Pebbles Trippet heard in Vroman’s comments an “openness” to re-examine the law created by SB-420 (which protects “Qualified patients… and the designated primary caregivers of qualified patients… who associate within California in order to collectively or cooperatively cultivate marijuana for medical purposes”). What I heard was a zealous prosecutor intent on taking down MendoHealing himself or seeing the case transferred to the U.S. attorney.
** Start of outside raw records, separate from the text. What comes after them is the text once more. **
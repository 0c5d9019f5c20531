//! Per-source article retrieval and normalization.
//!
//! `ArticleFetcher` is the seam the aggregator and sync scheduler depend on;
//! `HttpFetcher` is the production implementation, polymorphic over the
//! source kind (feed | api | scrape). A fan-out caller contains each
//! source's network/parse error locally so one bad endpoint never takes the
//! batch down.

pub mod api;
pub mod feed;
pub mod scrape;

use async_trait::async_trait;
use metrics::counter;
use std::time::Duration;

use crate::error::EngineResult;
use crate::model::{Article, Source, SourceKind};

#[async_trait]
pub trait ArticleFetcher: Send + Sync {
    /// Fetch and normalize articles from one source. Callers running a
    /// fan-out contain a per-source error locally (log-and-skip or an
    /// `errors[]` entry) so one bad endpoint never fails the batch.
    async fn fetch(&self, source: &Source) -> EngineResult<Vec<Article>>;
}

pub struct HttpFetcher {
    http: reqwest::Client,
}

impl Default for HttpFetcher {
    fn default() -> Self {
        Self::new()
    }
}

impl HttpFetcher {
    pub fn new() -> Self {
        let http = reqwest::Client::builder()
            .user_agent("ai-news-aggregator/0.1 (+github.com/lumlich/ai-news-aggregator)")
            .connect_timeout(Duration::from_secs(4))
            .timeout(Duration::from_secs(10))
            .build()
            .expect("reqwest client");
        Self { http }
    }

    async fn fetch_inner(&self, source: &Source) -> EngineResult<Vec<Article>> {
        match source.kind {
            SourceKind::Feed => feed::fetch(&self.http, source).await,
            SourceKind::Api => api::fetch(&self.http, source).await,
            SourceKind::Scrape => scrape::fetch(&self.http, source).await,
        }
    }
}

#[async_trait]
impl ArticleFetcher for HttpFetcher {
    async fn fetch(&self, source: &Source) -> EngineResult<Vec<Article>> {
        match self.fetch_inner(source).await {
            Ok(items) => {
                counter!("fetch_articles_total").increment(items.len() as u64);
                Ok(items)
            }
            Err(e) => {
                counter!("fetch_errors_total").increment(1);
                Err(e)
            }
        }
    }
}

/// AI-domain keyword vocabulary used for tag inference. Case-insensitive
/// substring match over title + description.
pub const AI_KEYWORDS: &[&str] = &[
    "ai",
    "artificial intelligence",
    "machine learning",
    "ml",
    "deep learning",
    "neural network",
    "chatgpt",
    "gpt",
    "llm",
    "large language model",
    "computer vision",
    "nlp",
    "natural language processing",
    "robotics",
    "autonomous",
    "automation",
    "algorithm",
    "data science",
];

pub fn infer_tags(title: &str, description: &str) -> Vec<String> {
    let text = format!("{title} {description}").to_lowercase();
    AI_KEYWORDS
        .iter()
        .filter(|kw| text.contains(*kw))
        .map(|kw| kw.to_string())
        .collect()
}

/// Normalize feed text: decode HTML entities, strip tags, normalize curly
/// quotes, collapse whitespace. Sentence punctuation is kept intact since the
/// summarizer splits on it later.
pub fn normalize_text(s: &str) -> String {
    let mut out = html_escape::decode_html_entities(s).to_string();

    static RE_TAGS: once_cell::sync::OnceCell<regex::Regex> = once_cell::sync::OnceCell::new();
    let re_tags = RE_TAGS.get_or_init(|| regex::Regex::new(r"(?is)</?[^>]+>").unwrap());
    out = re_tags.replace_all(&out, "").to_string();

    out = out
        .replace(['\u{201C}', '\u{201D}', '\u{00AB}', '\u{00BB}'], "\"")
        .replace(['\u{2018}', '\u{2019}'], "'");

    static RE_WS: once_cell::sync::OnceCell<regex::Regex> = once_cell::sync::OnceCell::new();
    let re_ws = RE_WS.get_or_init(|| regex::Regex::new(r"\s+").unwrap());
    out = re_ws.replace_all(&out, " ").trim().to_string();

    // Length cap: 2000 chars
    if out.chars().count() > 2000 {
        out = out.chars().take(2000).collect();
    }

    out
}

/// Pull the first `<img src="...">` out of an HTML fragment.
pub fn image_from_html(html: &str) -> Option<String> {
    static RE_IMG: once_cell::sync::OnceCell<regex::Regex> = once_cell::sync::OnceCell::new();
    let re = RE_IMG.get_or_init(|| regex::Regex::new(r#"<img[^>]+src="([^"]+)""#).unwrap());
    re.captures(html).map(|c| c[1].to_string())
}

pub(crate) fn make_article_id(source_id: &str, idx: usize) -> String {
    format!(
        "{}-{}-{}",
        source_id,
        chrono::Utc::now().timestamp_millis(),
        idx
    )
}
With the sole exception of Terence Hallinan, officials from every branch of government at every level -local, state, and federal- opposed Prop 215. The voters passed it by a 56-44 margin, rejecting a lifetime of War on Drugs propaganda. We were trying to tell the government something about marijuana -that it’s no BFD, it can even be good for you- based on our collective experience and understanding. Our important message has been ignored. The authorities who opposed Prop 215 in ’96 have succeeded in severely limiting its implementation and are actively trying to roll it back. They have the nerve to justify the rollback in the name of “what the voters envisioned.” They claim that the voters didn’t envision doctors approving marijuana for the treatment of depression and other “hardly terminal diseases.” They claim the voters didn’t envision distribution through Cannabis Buyers Clubs… How would they know why the people voted “Yes?” They all voted “No.”